After graduating from Binghamton University, Andy Appelbaum, ‘88, enrolled at New York University School of Law and went on to work at a law firm called Latham and Watkins. However, just one year into his professional career, Appelbaum left the firm to start a dry cleaning delivery service.
His subsequent string of entrepreneurial endeavors included co-founding Seamless, the nation’s largest online and mobile food ordering company. Now, he is a venture capitalist for RiverPark Ventures.
Appelbaum spoke to a group of 30 BU students on Tuesday in New York City, as a part of a full-day trip in which they attended a job fair and heard from various innovators and entrepreneurs.
Thinking back to his days at BU, Appelbaum said he always had a mind for innovation despite his pre-law track.
“I think that deep somewhere down in my heart I was always sort of a version of an entrepreneur,” Appelbaum said. “I used to promote bars in Binghamton. I would hire underclassmen, and people didn’t really care where they went; they just needed to go where everyone else was going to be.”
Appelbaum excelled in his ventures by acting as an intermediary between customers and companies. The dry cleaning delivery business, Cleaner Options, provided a service that benefitted dry cleaning businesses as well as customers, as he would take care of transportation between the two.
“Through the genesis of a lot of these ideas, it was ‘how do I come up with an idea that is scalable’ that will allow me to use someone else’s infrastructure to be able to deliver a product or a service to someone else and connect the two, so I can extract hopefully more than just a transaction fee,” Appelbaum said.
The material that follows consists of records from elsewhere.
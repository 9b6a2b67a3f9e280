//! Update functions for the Elm-style architecture
//!
//! All session state transformations flow through these functions.

mod clipboard;
mod edit;
mod history;
mod selection;
mod session;
mod structure;

use crate::commands::Cmd;
use crate::messages::Msg;
use crate::session::EditSession;

pub use clipboard::update_clipboard;
pub use edit::update_edit;
pub use history::update_history;
pub use selection::update_selection;
pub use session::update_session;
pub use structure::update_structure;

/// Main update function - dispatches to sub-handlers
pub fn update(session: &mut EditSession, msg: Msg) -> Option<Cmd> {
    tracing::trace!(?msg, "update");
    match msg {
        Msg::Selection(m) => update_selection(session, m),
        Msg::Edit(m) => update_edit(session, m),
        Msg::Clipboard(m) => update_clipboard(session, m),
        Msg::Structure(m) => update_structure(session, m),
        Msg::History(m) => update_history(session, m),
        Msg::Session(m) => update_session(session, m),
    }
}

/// Redraw if the grid changed, otherwise nothing
fn redraw_if(changed: bool) -> Option<Cmd> {
    changed.then_some(Cmd::Redraw)
}
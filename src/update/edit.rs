//! Cell content update functions

use super::redraw_if;
use crate::commands::Cmd;
use crate::messages::EditMsg;
use crate::session::EditSession;

/// Handle cell edit messages
pub fn update_edit(session: &mut EditSession, msg: EditMsg) -> Option<Cmd> {
    match msg {
        EditMsg::SetCell { row, col, value } => {
            let changed = session.apply("set cell", |grid| grid.update_cell(row, col, &value));
            redraw_if(changed)
        }
        EditMsg::ClearSelectedCells => clear_selected_cells(session),
    }
}

/// Empty every selected cell as one undo step
fn clear_selected_cells(session: &mut EditSession) -> Option<Cmd> {
    let positions = session.selection.selected_positions();
    if positions.is_empty() {
        return None;
    }
    let changed = session.apply("clear cells", |grid| grid.update_cells(&positions, ""));
    redraw_if(changed)
}
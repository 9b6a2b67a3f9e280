//! Display-width helpers for table formatting
//!
//! Markdown previewers commonly render East Asian characters at double width,
//! so column padding is measured in display cells rather than `char`s.

/// Check if a character occupies two display cells
///
/// Covers CJK symbols, kana and unified ideographs (U+3000..=U+9FFF),
/// half/full-width forms (U+FF00..=U+FFEF) and the CJK extension planes
/// (U+20000..=U+2FFFF).
pub fn is_wide(ch: char) -> bool {
    matches!(
        ch as u32,
        0x3000..=0x9FFF | 0xFF00..=0xFFEF | 0x20000..=0x2FFFF
    )
}

/// Display width of a character (1 or 2)
pub fn char_width(ch: char) -> usize {
    if is_wide(ch) {
        2
    } else {
        1
    }
}

/// Display width of a string
pub fn display_width(text: &str) -> usize {
    text.chars().map(char_width).sum()
}

/// The last visual line of a possibly multi-line value
pub fn last_line(text: &str) -> &str {
    text.rsplit('\n').next().unwrap_or(text)
}

/// Normalize line endings to `\n` (CRLF and lone CR)
pub fn normalize_newlines(text: &str) -> String {
    if !text.contains('\r') {
        return text.to_string();
    }
    text.replace("\r\n", "\n").replace('\r', "\n")
}
//! Undo/redo update functions

use super::redraw_if;
use crate::commands::Cmd;
use crate::messages::HistoryMsg;
use crate::session::EditSession;

/// Handle undo/redo messages
pub fn update_history(session: &mut EditSession, msg: HistoryMsg) -> Option<Cmd> {
    let changed = match msg {
        HistoryMsg::Undo => session.undo(),
        HistoryMsg::Redo => session.redo(),
    };
    if !changed {
        tracing::debug!(?msg, "nothing to apply");
    }
    redraw_if(changed)
}
//! Markdown pipe-table parsing
//!
//! Locates the table around a cursor line, validates the separator row and
//! splits every row into trimmed cell values.

use crate::grid::Alignment;

use super::table::{MarkdownTable, LINE_BREAK_VARIANTS};

/// Error type for table parsing
#[derive(Debug, Clone, PartialEq, Eq, thiserror::Error)]
pub enum TableParseError {
    /// The cursor line is not part of a pipe-table
    #[error("no table found at line {}", .line + 1)]
    NoTable { line: usize },
    /// Only a single pipe row was found
    #[error("table at line {} needs a header row and a separator row", .start_line + 1)]
    TooFewLines { start_line: usize },
    /// The second table line is not a `|---|:--:|` style separator
    #[error("line {} is not a valid table separator row", .line + 1)]
    InvalidSeparator { line: usize },
}

/// Check if a line looks like a table row (`| ... |`)
pub fn is_pipe_row(line: &str) -> bool {
    let trimmed = line.trim();
    trimmed.len() >= 2 && trimmed.starts_with('|') && trimmed.ends_with('|')
}

/// Split a table row into raw cell tokens
///
/// `\|` is an escaped pipe and stays inside the cell as `|`. The empty tokens
/// produced by the outer pipes are dropped; inner empty cells are kept.
fn split_tokens(line: &str) -> Vec<String> {
    let mut tokens = Vec::new();
    let mut current = String::new();
    let mut chars = line.trim().chars().peekable();

    while let Some(ch) = chars.next() {
        match ch {
            '\\' if chars.peek() == Some(&'|') => {
                current.push('|');
                chars.next();
            }
            '|' => tokens.push(std::mem::take(&mut current)),
            _ => current.push(ch),
        }
    }
    tokens.push(current);

    if tokens.first().is_some_and(|t| t.is_empty()) {
        tokens.remove(0);
    }
    if tokens.last().is_some_and(|t| t.is_empty()) {
        tokens.pop();
    }
    tokens
}

/// Turn a raw token into a cell value (`<br>` → newline)
///
/// Every line is trimmed, since aligned rendering pads the last line of a
/// multi-line cell on either side.
fn decode_cell(token: &str) -> String {
    let mut value = token.to_string();
    for marker in LINE_BREAK_VARIANTS {
        if value.contains(marker) {
            value = value.replace(marker, "\n");
        }
    }
    value.split('\n').map(str::trim).collect::<Vec<_>>().join("\n")
}

/// Split a table row into cell values
pub fn parse_row(line: &str) -> Vec<String> {
    split_tokens(line).iter().map(|t| decode_cell(t)).collect()
}

/// Check if a token is a separator cell (`---`, `:--`, `--:`, `:-:`)
fn is_separator_token(token: &str) -> bool {
    let token = token.trim();
    !token.is_empty() && token.contains('-') && token.chars().all(|c| c == '-' || c == ':')
}

/// Check if a line is a separator row
pub fn is_separator_row(line: &str) -> bool {
    if !is_pipe_row(line) {
        return false;
    }
    let tokens = split_tokens(line);
    !tokens.is_empty() && tokens.iter().all(|t| is_separator_token(t))
}

/// Derive a column alignment from its separator token
pub fn alignment_from_token(token: &str) -> Alignment {
    let token = token.trim();
    match (token.starts_with(':'), token.ends_with(':')) {
        (true, true) if token.len() > 1 => Alignment::Center,
        (false, true) => Alignment::Right,
        _ => Alignment::Left,
    }
}

/// Find the inclusive line range of the pipe-table containing `cursor_line`
pub fn locate_table<S: AsRef<str>>(lines: &[S], cursor_line: usize) -> Option<(usize, usize)> {
    let is_row = |i: usize| lines.get(i).is_some_and(|l| is_pipe_row(l.as_ref()));

    if !is_row(cursor_line) {
        return None;
    }

    let mut start = cursor_line;
    while start > 0 && is_row(start - 1) {
        start -= 1;
    }
    let mut end = cursor_line;
    while is_row(end + 1) {
        end += 1;
    }
    Some((start, end))
}

/// Parse the pipe-table that contains `cursor_line`
///
/// Rows shorter than the widest row are padded with empty cells.
pub fn parse_table<S: AsRef<str>>(
    lines: &[S],
    cursor_line: usize,
) -> Result<MarkdownTable, TableParseError> {
    let (start_line, end_line) =
        locate_table(lines, cursor_line).ok_or(TableParseError::NoTable { line: cursor_line })?;

    if end_line == start_line {
        return Err(TableParseError::TooFewLines { start_line });
    }

    let separator = lines[start_line + 1].as_ref();
    if !is_separator_row(separator) {
        return Err(TableParseError::InvalidSeparator {
            line: start_line + 1,
        });
    }

    let mut headers = parse_row(lines[start_line].as_ref());
    let mut rows: Vec<Vec<String>> = lines[start_line + 2..=end_line]
        .iter()
        .map(|l| parse_row(l.as_ref()))
        .collect();

    let column_count = rows
        .iter()
        .map(|r| r.len())
        .chain(std::iter::once(headers.len()))
        .max()
        .unwrap_or(0)
        .max(1);

    headers.resize(column_count, String::new());
    for row in &mut rows {
        row.resize(column_count, String::new());
    }

    let mut alignments: Vec<Alignment> = split_tokens(separator)
        .iter()
        .map(|t| alignment_from_token(t))
        .collect();
    alignments.resize(column_count, Alignment::Left);

    tracing::debug!(
        start_line,
        end_line,
        column_count,
        data_rows = rows.len(),
        "parsed markdown table"
    );

    Ok(MarkdownTable {
        start_line,
        end_line,
        headers,
        rows,
        column_count,
        alignments,
    })
}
This paved the way for Seamless, which he founded along with his brother, Paul Appelbaum, who also went to BU and graduated in ’95, and Jason Finger, who served as the CEO of the company until it was sold to Aramark in 2006. He said Seamless began as a way to provide an intermediary position as Cleaner Options did, but ended up being very helpful to the customer.
“Ultimately, it changed the way people thought about interacting with ordering,” Appelbaum said. “The unintended beneficiary of this service was the consumer who no longer needed to repeat their order over the phone, who no longer needed to constantly re-give their credit card.”
Appelbaum has sold most of the companies he founded, and at this stage in his life has devoted his time to investing in startups. He began his investment career at AC Angel Fund, in which he learned that his past experiences prepared him for this new job.
“I felt like I was learning from being an entrepreneur what I now take away to be the most important skill in the venture capital world,” Appelbaum said. “I’m definitely not the smartest person when it comes to modeling or analyzing a business plan. I think I’m decent at that, but what I’ve gotten very good at is being able to meet somebody many times and figure out whether or not I want to get on that opportunity.”
According to Appelbaum, the characteristics he looks for when deciding investments are a willingness to learn from mistakes as well as a commitment to by-the-books business practices.
“Being able to suss out who’s going to be good at … putting themselves on the line, not worry about raising money from friends and family, being able to bet their reputation on an idea, being thick-skinned enough to fail multiple times before they succeed … are interesting characteristics that I find are often inconsistent with that textbook-perfect candidate that gets the Goldman Sachs position,” Appelbaum said.
David Ostern, a senior double-majoring in geography and philosophy, politics and law, said that he was inspired by Appelbaum’s willingness to explore different careers.
“I think what we can get out of it is that anything truly is possible, we have potential to do anything, and just because you choose one career path doesn’t mean that you can’t change it and still be successful,” Ostern said. “Utilize the experiences that you’ve had, utilize the skills and relationships that you’ve made along the way and you’re inevitably going to set yourself up for success.”